Voran mengirim mereka dengan semangat dan dia duduk tenang di atas kudanya sambil menatap tembok dan pasukannya yang menyerang tembok itu. Voran mengamati para prajuritnya bertarung dengan tenang. Dia tak terganggu saat sebagian dari mereka terbunuh ketika berusaha mencapai atas dinding. Voran tak membiarkan gelombang serangan berakhir begitu saja.

"Sian, Hainz, kalian berdua … pergilah ke atas sana dan buat prestasi. Kehadiran kalian akan menjadi pembeda. Mereka tidak bisa bertahan hanya dengan penambahan prajurit saja. Dibutuhkan sosok-sosok yang dapat diandalkan. Swaster Merran terluka parah akibat perang itu dan yang lainnya, mereka tidak terlalu baik. Sedangkan para Kultivator di sisi kita, mereka akan menjadi kartu lain. Jadi, kalian berdualah yang bisa kuandalkan saat ini. Pergilah dan tunjukkan kemampuan kalian!"
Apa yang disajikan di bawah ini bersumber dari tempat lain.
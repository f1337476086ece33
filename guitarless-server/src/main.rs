//! guitarless-server - Guitar removal service
//!
//! Accepts a song by URL or upload, separates it into stems, and publishes
//! two mixes: the guitar alone and everything but the guitar. Progress is
//! narrated to observers on `GET /progress` (SSE).

use std::net::SocketAddr;
use std::path::PathBuf;
use std::sync::Arc;

use anyhow::{Context, Result};
use clap::Parser;
use tokio::signal;
use tracing::{error, info};
use tracing_subscriber::{layer::SubscriberExt, util::SubscriberInitExt};

use guitarless_common::config::{load_toml_config, RootFolderResolver};
use guitarless_common::Broadcaster;
use guitarless_server::config::{PipelinePaths, ServerConfig, CONFIG_FILE_NAME, ROOT_FOLDER_ENV};
use guitarless_server::AppState;

/// Command-line arguments for guitarless-server
#[derive(Parser, Debug)]
#[command(name = "guitarless-server")]
#[command(about = "Guitar isolation and removal service")]
#[command(version)]
struct Args {
    /// Port to listen on
    #[arg(short, long, env = "GUITARLESS_PORT")]
    port: Option<u16>,

    /// Interface to bind
    #[arg(long, env = "GUITARLESS_HOST")]
    host: Option<String>,

    /// TOML config file (default: ~/.config/guitarless/server.toml)
    #[arg(short, long, env = "GUITARLESS_CONFIG")]
    config: Option<PathBuf>,

    /// Root folder for working and output directories
    /// (falls back to GUITARLESS_ROOT_FOLDER, then the config file)
    #[arg(short, long)]
    root_folder: Option<PathBuf>,

    /// Longest accepted source, in seconds
    #[arg(long, env = "GUITARLESS_MAX_DURATION_SECONDS")]
    max_duration_seconds: Option<u64>,

    /// Log level when RUST_LOG is unset
    #[arg(long, env = "GUITARLESS_LOG_LEVEL")]
    log_level: Option<String>,
}

#[tokio::main]
async fn main() -> Result<()> {
    let args = Args::parse();

    let mut config: ServerConfig = load_toml_config(args.config.as_deref(), CONFIG_FILE_NAME)
        .context("Failed to load configuration")?;
    apply_overrides(&mut config, &args);

    // Initialize tracing
    let level = config.logging.level.clone();
    tracing_subscriber::registry()
        .with(
            tracing_subscriber::EnvFilter::try_from_default_env().unwrap_or_else(|_| {
                format!(
                    "guitarless_server={0},guitarless_common={0},tower_http={0}",
                    level
                )
                .into()
            }),
        )
        .with(tracing_subscriber::fmt::layer())
        .init();

    info!("Starting guitarless-server");
    info!(
        "Version: {} ({}, {} build {})",
        env!("CARGO_PKG_VERSION"),
        env!("GIT_HASH"),
        env!("BUILD_PROFILE"),
        env!("BUILD_TIMESTAMP")
    );

    // Resolve and prepare working directories
    let root_folder = RootFolderResolver::new(ROOT_FOLDER_ENV)
        .resolve(args.root_folder.as_deref(), config.root_folder.as_deref());
    let paths = PipelinePaths::new(&root_folder);
    paths
        .ensure_all()
        .with_context(|| format!("Failed to initialize root folder {}", root_folder.display()))?;
    info!("Root folder: {}", root_folder.display());
    info!(
        "Max source duration: {}s, separation model: {}",
        config.max_duration_seconds, config.tools.separation_model
    );

    let broadcaster = Broadcaster::new();
    let orchestrator = guitarless_server::build_orchestrator(&config, paths, broadcaster);

    let addr: SocketAddr = format!("{}:{}", config.host, config.port)
        .parse()
        .with_context(|| format!("Invalid listen address {}:{}", config.host, config.port))?;

    let state = AppState::new(Arc::new(orchestrator), config);
    let app = guitarless_server::build_router(state);

    let listener = tokio::net::TcpListener::bind(addr)
        .await
        .with_context(|| format!("Failed to bind {}", addr))?;
    info!("Listening on http://{}", addr);
    info!("Health check: http://{}/health", addr);

    axum::serve(listener, app)
        .with_graceful_shutdown(shutdown_signal())
        .await
        .context("Server error")?;

    info!("Server shutdown complete");
    Ok(())
}

/// Command-line and environment values win over the TOML file
fn apply_overrides(config: &mut ServerConfig, args: &Args) {
    if let Some(port) = args.port {
        config.port = port;
    }
    if let Some(host) = &args.host {
        config.host = host.clone();
    }
    if let Some(seconds) = args.max_duration_seconds {
        config.max_duration_seconds = seconds;
    }
    if let Some(level) = &args.log_level {
        config.logging.level = level.clone();
    }
}

/// Graceful shutdown signal handler
async fn shutdown_signal() {
    let ctrl_c = async {
        if let Err(e) = signal::ctrl_c().await {
            error!("Failed to install Ctrl+C handler: {}", e);
            std::future::pending::<()>().await;
        }
    };

    #[cfg(unix)]
    let terminate = async {
        match signal::unix::signal(signal::unix::SignalKind::terminate()) {
            Ok(mut sig) => {
                sig.recv().await;
            }
            Err(e) => {
                error!("Failed to install signal handler: {}", e);
                std::future::pending::<()>().await;
            }
        }
    };

    #[cfg(not(unix))]
    let terminate = std::future::pending::<()>();

    tokio::select! {
        _ = ctrl_c => {
            info!("Received Ctrl+C, shutting down");
        },
        _ = terminate => {
            info!("Received terminate signal, shutting down");
        },
    }
}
Voran memerintahkan mereka berdua untuk berjuang di atas tembok dan memberikan bantuan pada prajurit yang berjuang di sana. Dia bisa membayangkan sekeras dan sesengit apa pertarungan di atas sana. Ingin rasanya dia segera bergegas memasuki medan perang yang terjadi di atas dinding. Namun, dia menunggu mereka membuka gerbang sembari terus mengirimkan gelombang serangan lain.

Disamping dia tak bisa melakukan tindakan apapun terhadap situasi yang ada di depan matanya ini. Voran menarik pedangnya, dia mengangkatnya tinggi-tinggi. Pantulan cahaya matahari memantul ke segala arah dari bilah pedangnya. Masih banyak prajurit di sekelilingnya dan Veus tak mengubah formasinya bahkan untuk sejenak saja. Mereka membentuk sebuah formasi 6 kolom berjajar yang memberikan tekanan besar pada prajurit musuh.

"Pedang ini telah meminta darah dan mereka ada di depan sana. Aku tidak tahu apakah ini hanya sekadar pedang biasa atau bukan. Yah … untuk sekarang ini jauh lebih baik daripada aku menggunakan tangan kosong." Dia menurunkan pedangnya dan memasukkannya kembali ke sarungnya. "Tidak ada yang perlu aku khawatirkan selain dari ketetapan hatiku saja."

Ketika Voran melihat pertempuran yang begitu sengit dan berdarah, ia mengernyitkan dahinya. Meski ini merupakan kedua kalinya, tetap saja, hal semacam ini masihlah baru untuknya dan bukan sesuatu yang bisa dibiasakan dengan cepat. Namun, ketika dia mengingat situasinya, dia tahu jika ia harus membiasakan diri dengan hal semacam ini.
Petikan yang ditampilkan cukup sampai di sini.